Angus Deaton received the Nobel in Economics Science

Congratulations to Prof. Deaton for his 2015 Nobel but the real question: is the World is coming to its senses.
We all know that on planet Earth in 2015 3.5Billion people are living in abject poverty and 800 Million are suffering from malnutrition. It is “disturbing”- an obvious understatement-. However it has been going on for a long time and frankly the statistics are improving. The UN recently celebrated the drastic reduction of malnutrition with less than 1 Billion people being affected.
What is changing then?
The real economic change is that in the past 10 years in the western world and in the BRIC countries middle class is being squeezed and the inequality between rich and poor is exacerbated.
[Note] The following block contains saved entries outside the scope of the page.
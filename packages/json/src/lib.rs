//! JSON for flatrec
//!
//! Flattened records are plain trees, so JSON carries them without any
//! extra metadata. This layer adds:
//! - `JsonCodec`: Value <-> JSON bytes, plus record-level helpers
//! - Value <-> serde_json conversions
//! - Value <-> serde types, for reading flat records into plain structs
//!
//! # Example
//!
//! ```rust
//! use flatrec_core::{DeclaredType, SchemaType};
//! use flatrec_json::{from_json_str, to_json_string};
//!
//! let region = SchemaType::builder("Region")
//!     .field("name", DeclaredType::Str)
//!     .build();
//! let styria = region.instantiate([("name", "styria")]).unwrap();
//!
//! let json = to_json_string(&styria).unwrap();
//! assert_eq!(from_json_str(&region, &json).unwrap(), styria);
//! ```

pub use bytes::Bytes;

mod codec;
mod convert;
mod error;

pub use codec::{from_json_str, to_json_string, JsonCodec};
pub use convert::{from_value, json_to_value, to_value, value_to_json};
pub use error::Error;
According to the UN in 2015, 85 families have more wealth that 3.5 Billion people.
It is morally wrong but the change today is that the world is starting to realize that it is bad economy and also it may trigger a re-thinking of Democracy as being the best model of society. “The more extreme the economic inequality, the greater the threat to democracy” wrote Prof. Deaton.
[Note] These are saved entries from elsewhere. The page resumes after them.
use std::{fs, io, path};

use lazy_static::lazy_static;
use regex::Regex;

use flatrec_core::Value;
use flatrec_json::JsonCodec;

use crate::error::StoreError;
use crate::store::{prepare_save, stored_revision, DocumentId, DocumentStore, Revision};

const EXTENSION: &str = "json";

lazy_static! {
    static ref VALID_NAME: Regex = Regex::new(r"^[A-Za-z0-9_][A-Za-z0-9_.-]*$").unwrap();
}

/// A document store keeping one JSON file per document, at
/// `<root>/<collection>/<id>.json`.
pub struct LocalDiskStore {
    root: path::PathBuf,
    codec: JsonCodec,
}

impl LocalDiskStore {
    pub fn new(root: path::PathBuf) -> Result<LocalDiskStore, StoreError> {
        let attr = fs::metadata(&root).map_err(|error| StoreError::RootPathInvalid {
            path: root.clone(),
            error,
        })?;

        if !attr.is_dir() {
            return Err(StoreError::RootPathInvalid {
                path: root,
                error: io::Error::other("Root path must be a directory."),
            });
        }

        if attr.permissions().readonly() {
            return Err(StoreError::RootPathInvalid {
                path: root,
                error: io::Error::other("Root directory must be writable"),
            });
        }

        match root.canonicalize() {
            Ok(root) => Ok(LocalDiskStore {
                root,
                codec: JsonCodec::pretty(),
            }),
            Err(error) => Err(StoreError::RootPathInvalid { path: root, error }),
        }
    }

    pub fn root(&self) -> &path::Path {
        &self.root
    }

    fn collection_dir(&self, collection: &str) -> Result<path::PathBuf, StoreError> {
        if !VALID_NAME.is_match(collection) {
            return Err(StoreError::InvalidCollection {
                name: collection.to_string(),
            });
        }
        Ok(self.root.join(collection))
    }

    fn document_path(
        &self,
        collection: &str,
        id: &DocumentId,
    ) -> Result<path::PathBuf, StoreError> {
        if !VALID_NAME.is_match(id.as_str()) {
            return Err(StoreError::InvalidId {
                id: id.to_string(),
            });
        }
        Ok(self
            .collection_dir(collection)?
            .join(format!("{}.{}", id, EXTENSION)))
    }

    fn read_document(&self, file_path: &path::Path) -> Result<Option<Value>, StoreError> {
        log::debug!("Reading {}...", file_path.display());
        match fs::read(file_path) {
            Ok(bytes) => Ok(Some(self.codec.decode(&bytes)?)),
            Err(error) if error.kind() == io::ErrorKind::NotFound => Ok(None),
            Err(error) => Err(error.into()),
        }
    }

    fn write_document(&self, file_path: &path::Path, doc: &Value) -> Result<(), StoreError> {
        log::debug!("Writing {}...", file_path.display());
        let bytes = self.codec.encode(doc)?;

        // Replace the file in one step so readers never see a partial write.
        let staging = file_path.with_extension("json.tmp");
        let written = fs::write(&staging, &bytes).and_then(|_| fs::rename(&staging, file_path));
        if let Err(error) = written {
            let _ = fs::remove_file(&staging);
            return Err(error.into());
        }
        Ok(())
    }

    /// Ids of every document in `collection`, in file name order.
    pub fn ids(&self, collection: &str) -> Result<Vec<DocumentId>, StoreError> {
        let dir = self.collection_dir(collection)?;
        if !dir.is_dir() {
            return Ok(Vec::new());
        }

        let mut ids = Vec::new();
        for entry in walkdir::WalkDir::new(&dir)
            .min_depth(1)
            .max_depth(1)
            .sort_by_file_name()
        {
            let entry = entry.map_err(io::Error::from)?;
            let file_path = entry.path();
            if !entry.file_type().is_file()
                || file_path.extension().and_then(|e| e.to_str()) != Some(EXTENSION)
            {
                continue;
            }
            if let Some(stem) = file_path.file_stem().and_then(|s| s.to_str()) {
                ids.push(DocumentId::new(stem));
            }
        }
        Ok(ids)
    }
}

impl DocumentStore for LocalDiskStore {
    fn save(
        &mut self,
        collection: &str,
        doc: Value,
    ) -> Result<(DocumentId, Revision), StoreError> {
        let (id, rev, doc) = prepare_save(doc, |id| {
            let file_path = self.document_path(collection, id)?;
            Ok(self.read_document(&file_path)?.as_ref().and_then(stored_revision))
        })?;
        fs::create_dir_all(self.collection_dir(collection)?)?;
        self.write_document(&self.document_path(collection, &id)?, &doc)?;
        Ok((id, rev))
    }

    fn get(&mut self, collection: &str, id: &DocumentId) -> Result<Option<Value>, StoreError> {
        let file_path = self.document_path(collection, id)?;
        self.read_document(&file_path)
    }
}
Our societies have changed through a race to improve thru an explosion in innovation. Innovation is good, and Innovation has benefited obviously a handful of new billionaires but also the people. Innovation has been helping people overall in increasing the quality of life of all especially in increasing life expectancy, improving health and access to better communication but stated in trivial terms what good it is to have an iphone6 if you cannot afford water!
In recognizing the work of Professor Deaton the Noble Academy is ringing an alarm bell calling on all of us to reflect on a new model of society where wealth should be divided differently. I am not calling on going back to Karl Marx or Friedrich Engels, their 1848 visions sank in the 19th and 20th century but the old capitalistic system we created or its European social democracy version needs to be revised and this is the challenge that Prof. Deaton and its Nobel Prize are calling us to reflect on.